▸ Work to complete
Nothing in the data below may be left out; return all of it exactly.

▸ Input data
= Beginning of Section =
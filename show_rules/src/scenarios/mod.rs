//! The scenario bank - the fixed pool of improv prompts rounds draw from.

use rand::seq::SliceRandom;
use serde::{Deserialize, Serialize};
use thiserror::Error;

/// The prompts the show ships with.
const STANDARD_SCENARIOS: &[&str] = &[
    "You are a time-travelling tour guide explaining modern smartphones to someone from the 1800s.",
    "You are a restaurant waiter who must calmly tell a customer that their order has escaped the kitchen.",
    "You are a customer trying to return an obviously cursed object to a very skeptical shop owner.",
    "You are a cat trying to convince a dog to let you share the bed.",
    "You are a superhero whose only power is making toast slightly faster, interviewing for the Avengers.",
    "You are a alien trying to explain to your leader why you failed to conquer Earth (it was the pizza).",
];

/// Errors raised while building a scenario bank.
#[derive(Debug, Error)]
pub enum BankError {
    /// The TOML document could not be parsed.
    #[error("failed to parse scenario bank: {0}")]
    Parse(#[from] toml::de::Error),

    /// The document parsed but held no usable prompts.
    #[error("scenario bank contains no scenarios")]
    Empty,
}

/// On-disk shape of a scenario bank document.
#[derive(Debug, Deserialize)]
struct BankDocument {
    scenarios: Vec<String>,
}

/// A pool of scenario prompts.
///
/// Draws are uniform-random with replacement, so the same prompt can come up
/// twice within one show.
#[derive(Debug, Clone, Serialize, Deserialize)]
pub struct ScenarioBank {
    scenarios: Vec<String>,
}

impl ScenarioBank {
    /// Create a bank from an arbitrary set of prompts.
    pub fn new(scenarios: impl IntoIterator<Item = impl Into<String>>) -> Self {
        Self {
            scenarios: scenarios.into_iter().map(Into::into).collect(),
        }
    }

    /// The standard bank the show ships with.
    pub fn standard() -> Self {
        Self::new(STANDARD_SCENARIOS.iter().copied())
    }

    /// Load a bank from a TOML document of the form
    /// `scenarios = ["prompt", ...]`.
    ///
    /// Blank prompts are discarded; a document with nothing left is an error.
    pub fn from_toml_str(raw: &str) -> Result<Self, BankError> {
        let document: BankDocument = toml::from_str(raw)?;
        let scenarios: Vec<String> = document
            .scenarios
            .into_iter()
            .map(|s| s.trim().to_string())
            .filter(|s| !s.is_empty())
            .collect();

        if scenarios.is_empty() {
            return Err(BankError::Empty);
        }
        Ok(Self { scenarios })
    }

    /// Draw one prompt uniformly at random, with replacement.
    ///
    /// Returns `None` only when the bank is empty.
    pub fn random_scenario(&self) -> Option<&str> {
        self.scenarios
            .choose(&mut rand::thread_rng())
            .map(String::as_str)
    }

    /// Check whether a prompt belongs to this bank.
    pub fn contains(&self, scenario: &str) -> bool {
        self.scenarios.iter().any(|s| s == scenario)
    }

    /// All prompts in the bank, in declaration order.
    pub fn scenarios(&self) -> &[String] {
        &self.scenarios
    }

    /// Number of prompts in the bank.
    pub fn len(&self) -> usize {
        self.scenarios.len()
    }

    /// Check whether the bank holds no prompts.
    pub fn is_empty(&self) -> bool {
        self.scenarios.is_empty()
    }
}

impl Default for ScenarioBank {
    fn default() -> Self {
        Self::standard()
    }
}
//! Per-session usage accounting.
//!
//! A best-effort side channel: the orchestrator owns one collector per
//! session, feeds it every metrics event the speech pipeline emits, and
//! flushes the summary once at teardown. Nothing here participates in game
//! correctness, and nothing in the rules crate can reach it.

use serde::{Deserialize, Serialize};

/// Usage reported by the speech pipeline for one metrics event.
#[derive(Debug, Clone, Copy, PartialEq, Serialize, Deserialize, Default)]
pub struct UsageMetrics {
    pub llm_prompt_tokens: u64,
    pub llm_completion_tokens: u64,
    pub tts_characters: u64,
    pub stt_audio_seconds: f64,
}

/// Accumulates usage metrics over a session's lifetime.
#[derive(Debug, Clone, Default)]
pub struct UsageCollector {
    totals: UsageMetrics,
    events: u64,
}

impl UsageCollector {
    /// Create an empty collector.
    pub fn new() -> Self {
        Self::default()
    }

    /// Fold one metrics event into the running totals.
    pub fn collect(&mut self, metrics: &UsageMetrics) {
        self.totals.llm_prompt_tokens += metrics.llm_prompt_tokens;
        self.totals.llm_completion_tokens += metrics.llm_completion_tokens;
        self.totals.tts_characters += metrics.tts_characters;
        self.totals.stt_audio_seconds += metrics.stt_audio_seconds;
        self.events += 1;
    }

    /// Number of events folded in so far.
    pub fn events_collected(&self) -> u64 {
        self.events
    }

    /// Snapshot the totals for reporting.
    pub fn summary(&self) -> UsageSummary {
        UsageSummary {
            llm_prompt_tokens: self.totals.llm_prompt_tokens,
            llm_completion_tokens: self.totals.llm_completion_tokens,
            tts_characters: self.totals.tts_characters,
            stt_audio_seconds: self.totals.stt_audio_seconds,
            events_collected: self.events,
        }
    }
}

/// Aggregate usage for one finished session.
#[derive(Debug, Clone, Copy, PartialEq, Serialize, Deserialize)]
pub struct UsageSummary {
    pub llm_prompt_tokens: u64,
    pub llm_completion_tokens: u64,
    pub tts_characters: u64,
    pub stt_audio_seconds: f64,
    pub events_collected: u64,
}

impl std::fmt::Display for UsageSummary {
    fn fmt(&self, f: &mut std::fmt::Formatter<'_>) -> std::fmt::Result {
        write!(
            f,
            "llm tokens: {} prompt / {} completion, tts characters: {}, stt audio: {:.1}s ({} metric events)",
            self.llm_prompt_tokens,
            self.llm_completion_tokens,
            self.tts_characters,
            self.stt_audio_seconds,
            self.events_collected
        )
    }
}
= End of Section =
▸ Written answer
filename show_rules/src/scenarios/mod.rs
//! The scenario bank - the fixed pool of improv prompts rounds draw from.

use rand::seq::SliceRandom;
use serde::{Deserialize, Serialize};
use thiserror::Error;

/// The prompts the show ships with.
const STANDARD_SCENARIOS: &[&str] = &[
    "You are a time-travelling tour guide explaining modern smartphones to someone from the 1800s.",
    "You are a restaurant waiter who must calmly tell a customer that their order has escaped the kitchen.",
    "You are a customer trying to return an obviously cursed object to a very skeptical shop owner.",
    "You are a cat trying to convince a dog to let you share the bed.",
    "You are a superhero whose only power is making toast slightly faster, interviewing for the Avengers.",
    "You are a alien trying to explain to your leader why you failed to conquer Earth (it was the pizza).",
];

/// Errors raised while building a scenario bank.
#[derive(Debug, Error)]
pub enum BankError {
    /// The TOML document could not be parsed.
    #[error("failed to parse scenario bank: {0}")]
    Parse(#[from] toml::de::Error),

    /// The document parsed but held no usable prompts.
    #[error("scenario bank contains no scenarios")]
    Empty,
}

/// On-disk shape of a scenario bank document.
#[derive(Debug, Deserialize)]
struct BankDocument {
    scenarios: Vec<String>,
}

/// A pool of scenario prompts.
///
/// Draws are uniform-random with replacement, so the same prompt can come up
/// twice within one show.
#[derive(Debug, Clone, Serialize, Deserialize)]
pub struct ScenarioBank {
    scenarios: Vec<String>,
}

impl ScenarioBank {
    /// Create a bank from an arbitrary set of prompts.
    pub fn new(scenarios: impl IntoIterator<Item = impl Into<String>>) -> Self {
        Self {
            scenarios: scenarios.into_iter().map(Into::into).collect(),
        }
    }

    /// The standard bank the show ships with.
    pub fn standard() -> Self {
        Self::new(STANDARD_SCENARIOS.iter().copied())
    }

    /// Load a bank from a TOML document of the form
    /// `scenarios = ["prompt", ...]`.
    ///
    /// Blank prompts are discarded; a document with nothing left is an error.
    pub fn from_toml_str(raw: &str) -> Result<Self, BankError> {
        let document: BankDocument = toml::from_str(raw)?;
        let scenarios: Vec<String> = document
            .scenarios
            .into_iter()
            .map(|s| s.trim().to_string())
            .filter(|s| !s.is_empty())
            .collect();

        if scenarios.is_empty() {
            return Err(BankError::Empty);
        }
        Ok(Self { scenarios })
    }

    /// Draw one prompt uniformly at random, with replacement.
    ///
    /// Returns `None` only when the bank is empty.
    pub fn random_scenario(&self) -> Option<&str> {
        self.scenarios
            .choose(&mut rand::thread_rng())
            .map(String::as_str)
    }

    /// Check whether a prompt belongs to this bank.
    pub fn contains(&self, scenario: &str) -> bool {
        self.scenarios.iter().any(|s| s == scenario)
    }

    /// All prompts in the bank, in declaration order.
    pub fn scenarios(&self) -> &[String] {
        &self.scenarios
    }

    /// Number of prompts in the bank.
    pub fn len(&self) -> usize {
        self.scenarios.len()
    }

    /// Check whether the bank holds no prompts.
    pub fn is_empty(&self) -> bool {
        self.scenarios.is_empty()
    }
}

impl Default for ScenarioBank {
    fn default() -> Self {
        Self::standard()
    }
}
//! Per-session usage accounting.
//!
//! A best-effort side channel: the orchestrator owns one collector per
//! session, feeds it every metrics event the speech pipeline emits, and
//! flushes the summary once at teardown. Nothing here participates in game
//! correctness, and nothing in the rules crate can reach it.

use serde::{Deserialize, Serialize};

/// Usage reported by the speech pipeline for one metrics event.
#[derive(Debug, Clone, Copy, PartialEq, Serialize, Deserialize, Default)]
pub struct UsageMetrics {
    pub llm_prompt_tokens: u64,
    pub llm_completion_tokens: u64,
    pub tts_characters: u64,
    pub stt_audio_seconds: f64,
}

/// Accumulates usage metrics over a session's lifetime.
#[derive(Debug, Clone, Default)]
pub struct UsageCollector {
    totals: UsageMetrics,
    events: u64,
}

impl UsageCollector {
    /// Create an empty collector.
    pub fn new() -> Self {
        Self::default()
    }

    /// Fold one metrics event into the running totals.
    pub fn collect(&mut self, metrics: &UsageMetrics) {
        self.totals.llm_prompt_tokens += metrics.llm_prompt_tokens;
        self.totals.llm_completion_tokens += metrics.llm_completion_tokens;
        self.totals.tts_characters += metrics.tts_characters;
        self.totals.stt_audio_seconds += metrics.stt_audio_seconds;
        self.events += 1;
    }

    /// Number of events folded in so far.
    pub fn events_collected(&self) -> u64 {
        self.events
    }

    /// Snapshot the totals for reporting.
    pub fn summary(&self) -> UsageSummary {
        UsageSummary {
            llm_prompt_tokens: self.totals.llm_prompt_tokens,
            llm_completion_tokens: self.totals.llm_completion_tokens,
            tts_characters: self.totals.tts_characters,
            stt_audio_seconds: self.totals.stt_audio_seconds,
            events_collected: self.events,
        }
    }
}

/// Aggregate usage for one finished session.
#[derive(Debug, Clone, Copy, PartialEq, Serialize, Deserialize)]
pub struct UsageSummary {
    pub llm_prompt_tokens: u64,
    pub llm_completion_tokens: u64,
    pub tts_characters: u64,
    pub stt_audio_seconds: f64,
    pub events_collected: u64,
}

impl std::fmt::Display for UsageSummary {
    fn fmt(&self, f: &mut std::fmt::Formatter<'_>) -> std::fmt::Result {
        write!(
            f,
            "llm tokens: {} prompt / {} completion, tts characters: {}, stt audio: {:.1}s ({} metric events)",
            self.llm_prompt_tokens,
            self.llm_completion_tokens,
            self.tts_characters,
            self.stt_audio_seconds,
            self.events_collected
        )
    }
}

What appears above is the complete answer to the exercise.